Princeton’s Paul Chirik awarded $1M for green chemistry research

Written by
Wendy Plump, Department of Chemistry
Aug. 8, 2022

Princeton chemist Paul Chirik  has received a large research grant to to explore the fundamentals of green chemistry, a young field that's considered critical to helping offset the impact of the chemical industry and others. The grant is from the Gordon and Betty Moore Foundation, whose namesake is Intel's co-founder and former chairman, Gordon Moore.

Once considered an oxymoron, green chemistry has enjoyed a new vigor in recent years as researchers take up the banner to find chemical solutions for everything from closed-loop recycling to the replacement of toxic catalysts in industrial processes. At least 90% of industrial-scale chemical reactions rely on catalysis, and 35% of the world’s GDP is based on catalytic processes. 

Chirik will focus on using iron, instead of rare Earth metals, as a catalyst for important chemical reactions.

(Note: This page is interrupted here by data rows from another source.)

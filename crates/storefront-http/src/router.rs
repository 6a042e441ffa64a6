//! Router assembly.

use std::sync::Arc;

use axum::Router;
use axum::middleware;
use axum::routing::{get, post, put};
use surrealdb::Connection;
use tower_http::cors::CorsLayer;
use tower_http::trace::TraceLayer;

use crate::routes;
use crate::state::AppState;
use crate::tenant::{self, TenantGuardConfig};

/// Build the full API router.
///
/// The tenant guard wraps the whole router (including the fallback),
/// so unmatched paths still go through header validation unless they
/// are on the exclusion list. Documentation and health endpoints are
/// excluded by default.
pub fn api_router<C: Connection>(state: AppState<C>, guard: TenantGuardConfig) -> Router {
    let guard = Arc::new(guard);

    Router::new()
        .route(
            "/api/v1/brands",
            post(routes::brands::create::<C>).get(routes::brands::list::<C>),
        )
        .route(
            "/api/v1/brands/{id}",
            get(routes::brands::get::<C>)
                .put(routes::brands::update::<C>)
                .delete(routes::brands::delete::<C>),
        )
        .route(
            "/api/v1/categories",
            post(routes::categories::create::<C>).get(routes::categories::list::<C>),
        )
        .route(
            "/api/v1/categories/{id}",
            get(routes::categories::get::<C>)
                .put(routes::categories::update::<C>)
                .delete(routes::categories::delete::<C>),
        )
        .route(
            "/api/v1/categories/{id}/children",
            get(routes::categories::children::<C>),
        )
        .route(
            "/api/v1/products",
            post(routes::products::create::<C>).get(routes::products::list::<C>),
        )
        .route(
            "/api/v1/products/{id}",
            get(routes::products::get::<C>)
                .put(routes::products::update::<C>)
                .delete(routes::products::delete::<C>),
        )
        .route(
            "/api/v1/products/{id}/variants",
            post(routes::products::create_variant::<C>).get(routes::products::list_variants::<C>),
        )
        .route(
            "/api/v1/variants/{id}",
            get(routes::products::get_variant::<C>)
                .put(routes::products::update_variant::<C>)
                .delete(routes::products::delete_variant::<C>),
        )
        .route("/api/v1/showcase/products", get(routes::showcase::list::<C>))
        .route(
            "/api/v1/showcase/products/{id}",
            get(routes::showcase::details::<C>),
        )
        .route(
            "/api/v1/carts",
            post(routes::carts::create::<C>).get(routes::carts::list::<C>),
        )
        .route(
            "/api/v1/carts/{id}",
            get(routes::carts::get::<C>).delete(routes::carts::delete::<C>),
        )
        .route(
            "/api/v1/carts/{id}/items",
            post(routes::carts::add_item::<C>).delete(routes::carts::clear::<C>),
        )
        .route(
            "/api/v1/carts/{id}/items/{itemId}",
            put(routes::carts::update_item::<C>).delete(routes::carts::remove_item::<C>),
        )
        .route(
            "/api/v1/orders",
            post(routes::orders::create::<C>).get(routes::orders::list::<C>),
        )
        .route("/api/v1/orders/{id}", get(routes::orders::get::<C>))
        .route("/api/v1/orders/{id}/confirm", post(routes::orders::confirm::<C>))
        .route("/api/v1/orders/{id}/cancel", post(routes::orders::cancel::<C>))
        .route(
            "/api/v1/orders/{id}/finalize",
            post(routes::orders::finalize::<C>),
        )
        .route(
            "/api/v1/customers",
            post(routes::customers::create::<C>).get(routes::customers::list::<C>),
        )
        .route(
            "/api/v1/customers/{id}",
            get(routes::customers::get::<C>)
                .put(routes::customers::update::<C>)
                .delete(routes::customers::delete::<C>),
        )
        .route("/api/v1/stock", get(routes::stock::list::<C>))
        .route(
            "/api/v1/stock/{variantId}",
            get(routes::stock::get::<C>).put(routes::stock::set::<C>),
        )
        .route(
            "/api/v1/stock/{variantId}/adjust",
            post(routes::stock::adjust::<C>),
        )
        .route("/health", get(health))
        .route("/v3/api-docs", get(routes::docs::api_docs))
        .route("/swagger-ui/index.html", get(routes::docs::swagger_ui))
        .layer(middleware::from_fn_with_state(guard, tenant::require_tenant))
        .layer(CorsLayer::permissive())
        .layer(TraceLayer::new_for_http())
        .with_state(state)
}

async fn health() -> &'static str {
    "OK"
}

“Over the next century, catalysis will be called upon to solve many of society’s outstanding challenges, including sustainability, climate, renewable energy and the discovery of revolutionary medicines,” he said. “The use of more Earth-abundant transition metals as catalysts, like iron, is attractive to not only improve economics and to increase supply-chain robustness, but also to reduce the global warming potential of many industrial processes.”